_Task item:_ Which of the lines below hold "MockSchoolRepository"? Please return each one.

_Entries shown:_
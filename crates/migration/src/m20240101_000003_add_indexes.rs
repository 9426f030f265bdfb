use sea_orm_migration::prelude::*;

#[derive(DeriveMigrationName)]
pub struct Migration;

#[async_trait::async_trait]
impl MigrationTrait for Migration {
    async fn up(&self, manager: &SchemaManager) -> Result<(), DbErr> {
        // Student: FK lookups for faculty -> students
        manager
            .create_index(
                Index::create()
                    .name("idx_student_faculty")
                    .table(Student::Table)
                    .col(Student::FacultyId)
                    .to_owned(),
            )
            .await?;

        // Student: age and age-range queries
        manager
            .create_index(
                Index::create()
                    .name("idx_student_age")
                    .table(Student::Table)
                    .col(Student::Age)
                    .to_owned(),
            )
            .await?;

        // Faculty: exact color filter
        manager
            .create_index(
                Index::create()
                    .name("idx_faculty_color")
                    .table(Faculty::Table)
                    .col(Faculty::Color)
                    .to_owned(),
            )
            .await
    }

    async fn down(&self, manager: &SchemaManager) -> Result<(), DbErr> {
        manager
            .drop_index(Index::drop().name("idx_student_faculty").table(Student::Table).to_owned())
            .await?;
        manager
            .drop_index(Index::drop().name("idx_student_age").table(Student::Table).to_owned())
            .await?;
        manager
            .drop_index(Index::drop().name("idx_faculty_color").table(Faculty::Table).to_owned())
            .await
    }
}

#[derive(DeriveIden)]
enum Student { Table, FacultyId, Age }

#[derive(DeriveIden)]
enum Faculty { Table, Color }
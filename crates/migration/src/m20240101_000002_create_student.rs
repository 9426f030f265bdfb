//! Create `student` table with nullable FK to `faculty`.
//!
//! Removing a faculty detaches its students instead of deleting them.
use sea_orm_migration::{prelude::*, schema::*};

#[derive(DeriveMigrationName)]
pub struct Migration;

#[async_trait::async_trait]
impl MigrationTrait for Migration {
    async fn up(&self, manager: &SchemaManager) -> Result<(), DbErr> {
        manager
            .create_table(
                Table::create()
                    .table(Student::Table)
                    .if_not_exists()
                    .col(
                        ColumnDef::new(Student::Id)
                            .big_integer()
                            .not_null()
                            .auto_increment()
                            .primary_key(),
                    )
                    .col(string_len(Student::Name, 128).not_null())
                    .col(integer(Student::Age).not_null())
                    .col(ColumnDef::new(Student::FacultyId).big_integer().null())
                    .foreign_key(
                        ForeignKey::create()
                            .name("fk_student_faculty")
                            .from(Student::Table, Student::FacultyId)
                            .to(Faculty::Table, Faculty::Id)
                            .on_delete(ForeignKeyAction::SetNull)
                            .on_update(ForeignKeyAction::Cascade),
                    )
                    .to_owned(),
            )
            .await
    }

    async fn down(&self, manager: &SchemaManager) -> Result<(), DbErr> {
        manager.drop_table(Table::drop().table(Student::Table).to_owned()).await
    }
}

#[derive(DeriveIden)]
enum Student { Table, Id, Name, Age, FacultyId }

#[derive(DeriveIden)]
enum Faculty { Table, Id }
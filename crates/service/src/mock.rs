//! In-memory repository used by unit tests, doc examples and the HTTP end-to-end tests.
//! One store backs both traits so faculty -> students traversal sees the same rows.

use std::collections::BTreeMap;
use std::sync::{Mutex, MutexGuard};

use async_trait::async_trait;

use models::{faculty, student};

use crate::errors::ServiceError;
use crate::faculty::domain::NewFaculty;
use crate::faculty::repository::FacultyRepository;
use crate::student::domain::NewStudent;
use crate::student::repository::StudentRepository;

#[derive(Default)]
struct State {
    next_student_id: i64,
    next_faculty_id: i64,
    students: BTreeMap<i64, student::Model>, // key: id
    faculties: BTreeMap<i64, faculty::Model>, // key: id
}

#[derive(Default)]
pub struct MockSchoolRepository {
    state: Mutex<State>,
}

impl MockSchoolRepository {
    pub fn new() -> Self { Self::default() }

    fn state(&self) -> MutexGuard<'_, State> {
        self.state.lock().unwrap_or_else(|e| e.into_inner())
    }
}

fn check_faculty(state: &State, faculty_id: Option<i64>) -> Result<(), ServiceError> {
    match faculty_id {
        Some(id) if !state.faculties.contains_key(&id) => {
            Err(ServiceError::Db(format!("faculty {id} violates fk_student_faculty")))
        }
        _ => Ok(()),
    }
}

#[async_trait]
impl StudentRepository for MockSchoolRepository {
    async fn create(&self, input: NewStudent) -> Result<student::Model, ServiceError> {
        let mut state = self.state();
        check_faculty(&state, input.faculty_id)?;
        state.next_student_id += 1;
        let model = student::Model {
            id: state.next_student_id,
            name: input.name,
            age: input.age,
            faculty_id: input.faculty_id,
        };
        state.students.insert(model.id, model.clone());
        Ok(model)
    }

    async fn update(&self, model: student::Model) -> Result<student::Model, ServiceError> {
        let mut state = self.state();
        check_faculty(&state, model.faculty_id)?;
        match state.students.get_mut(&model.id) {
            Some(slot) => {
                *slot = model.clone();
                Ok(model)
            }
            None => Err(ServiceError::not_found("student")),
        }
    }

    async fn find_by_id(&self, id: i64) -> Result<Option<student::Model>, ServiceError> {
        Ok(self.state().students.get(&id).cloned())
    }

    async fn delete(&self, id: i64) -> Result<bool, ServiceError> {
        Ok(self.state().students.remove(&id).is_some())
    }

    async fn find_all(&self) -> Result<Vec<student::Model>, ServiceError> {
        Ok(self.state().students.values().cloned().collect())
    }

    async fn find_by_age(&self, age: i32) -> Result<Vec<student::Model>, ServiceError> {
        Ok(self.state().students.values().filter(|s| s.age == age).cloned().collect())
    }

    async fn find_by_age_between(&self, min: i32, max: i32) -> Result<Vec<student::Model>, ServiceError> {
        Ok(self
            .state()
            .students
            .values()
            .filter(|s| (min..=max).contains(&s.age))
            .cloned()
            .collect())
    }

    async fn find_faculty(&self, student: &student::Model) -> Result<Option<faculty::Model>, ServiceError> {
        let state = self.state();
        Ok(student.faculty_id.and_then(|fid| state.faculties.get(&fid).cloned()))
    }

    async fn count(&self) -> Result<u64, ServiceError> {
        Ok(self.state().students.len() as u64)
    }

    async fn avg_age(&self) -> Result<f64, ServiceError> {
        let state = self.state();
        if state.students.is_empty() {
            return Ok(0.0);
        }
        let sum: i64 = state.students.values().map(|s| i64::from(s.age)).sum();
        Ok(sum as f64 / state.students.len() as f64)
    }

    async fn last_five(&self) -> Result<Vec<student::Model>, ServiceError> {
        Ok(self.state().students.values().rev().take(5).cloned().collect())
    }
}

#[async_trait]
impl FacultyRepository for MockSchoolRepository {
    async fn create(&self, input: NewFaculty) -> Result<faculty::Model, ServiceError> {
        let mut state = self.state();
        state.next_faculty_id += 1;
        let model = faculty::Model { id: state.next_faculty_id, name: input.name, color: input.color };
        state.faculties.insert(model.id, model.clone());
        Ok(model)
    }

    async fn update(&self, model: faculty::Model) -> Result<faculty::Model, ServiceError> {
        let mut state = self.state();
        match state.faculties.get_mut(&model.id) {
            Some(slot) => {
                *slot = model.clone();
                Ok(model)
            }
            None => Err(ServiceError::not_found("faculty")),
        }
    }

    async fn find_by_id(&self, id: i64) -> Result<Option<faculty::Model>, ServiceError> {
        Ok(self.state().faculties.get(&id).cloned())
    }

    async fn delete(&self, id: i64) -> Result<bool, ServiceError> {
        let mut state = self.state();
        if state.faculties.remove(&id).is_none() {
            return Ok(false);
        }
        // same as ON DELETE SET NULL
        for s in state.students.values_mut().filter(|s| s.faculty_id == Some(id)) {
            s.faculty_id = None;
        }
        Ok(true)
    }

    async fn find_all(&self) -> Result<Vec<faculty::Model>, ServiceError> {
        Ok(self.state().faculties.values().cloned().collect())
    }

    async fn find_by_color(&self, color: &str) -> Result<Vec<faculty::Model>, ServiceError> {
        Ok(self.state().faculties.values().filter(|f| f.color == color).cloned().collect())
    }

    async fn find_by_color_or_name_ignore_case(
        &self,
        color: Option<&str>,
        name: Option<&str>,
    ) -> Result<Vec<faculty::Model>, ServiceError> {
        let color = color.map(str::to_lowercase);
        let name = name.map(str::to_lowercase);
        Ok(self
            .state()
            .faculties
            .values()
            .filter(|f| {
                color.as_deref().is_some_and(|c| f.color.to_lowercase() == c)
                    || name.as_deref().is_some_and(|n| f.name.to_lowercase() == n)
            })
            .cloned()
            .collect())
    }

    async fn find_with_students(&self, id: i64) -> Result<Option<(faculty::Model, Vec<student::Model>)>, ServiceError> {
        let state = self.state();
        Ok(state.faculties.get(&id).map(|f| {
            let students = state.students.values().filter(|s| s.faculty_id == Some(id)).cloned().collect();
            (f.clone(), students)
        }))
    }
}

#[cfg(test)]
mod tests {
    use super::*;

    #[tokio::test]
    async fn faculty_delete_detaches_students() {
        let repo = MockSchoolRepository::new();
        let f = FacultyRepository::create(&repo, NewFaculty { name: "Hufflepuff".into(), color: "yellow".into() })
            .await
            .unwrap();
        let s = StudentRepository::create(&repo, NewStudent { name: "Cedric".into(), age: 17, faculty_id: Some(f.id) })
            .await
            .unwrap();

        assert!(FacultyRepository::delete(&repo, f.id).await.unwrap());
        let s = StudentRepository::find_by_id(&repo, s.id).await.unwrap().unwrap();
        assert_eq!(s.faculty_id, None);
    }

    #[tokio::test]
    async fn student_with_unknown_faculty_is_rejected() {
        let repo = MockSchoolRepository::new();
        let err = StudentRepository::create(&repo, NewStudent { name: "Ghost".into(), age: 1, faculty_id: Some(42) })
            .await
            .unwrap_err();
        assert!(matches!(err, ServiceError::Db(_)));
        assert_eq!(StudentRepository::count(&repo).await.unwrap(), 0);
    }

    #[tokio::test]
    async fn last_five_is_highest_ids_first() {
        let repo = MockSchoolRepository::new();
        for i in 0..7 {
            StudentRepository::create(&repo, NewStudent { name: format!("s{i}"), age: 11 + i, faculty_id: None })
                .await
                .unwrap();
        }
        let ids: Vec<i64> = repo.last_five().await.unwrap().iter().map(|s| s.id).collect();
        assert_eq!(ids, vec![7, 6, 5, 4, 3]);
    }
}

_Solution to this task:_
pub struct MockSchoolRepository {
impl MockSchoolRepository {
impl StudentRepository for MockSchoolRepository {
impl FacultyRepository for MockSchoolRepository {
        let repo = MockSchoolRepository::new();
        let repo = MockSchoolRepository::new();
        let repo = MockSchoolRepository::new();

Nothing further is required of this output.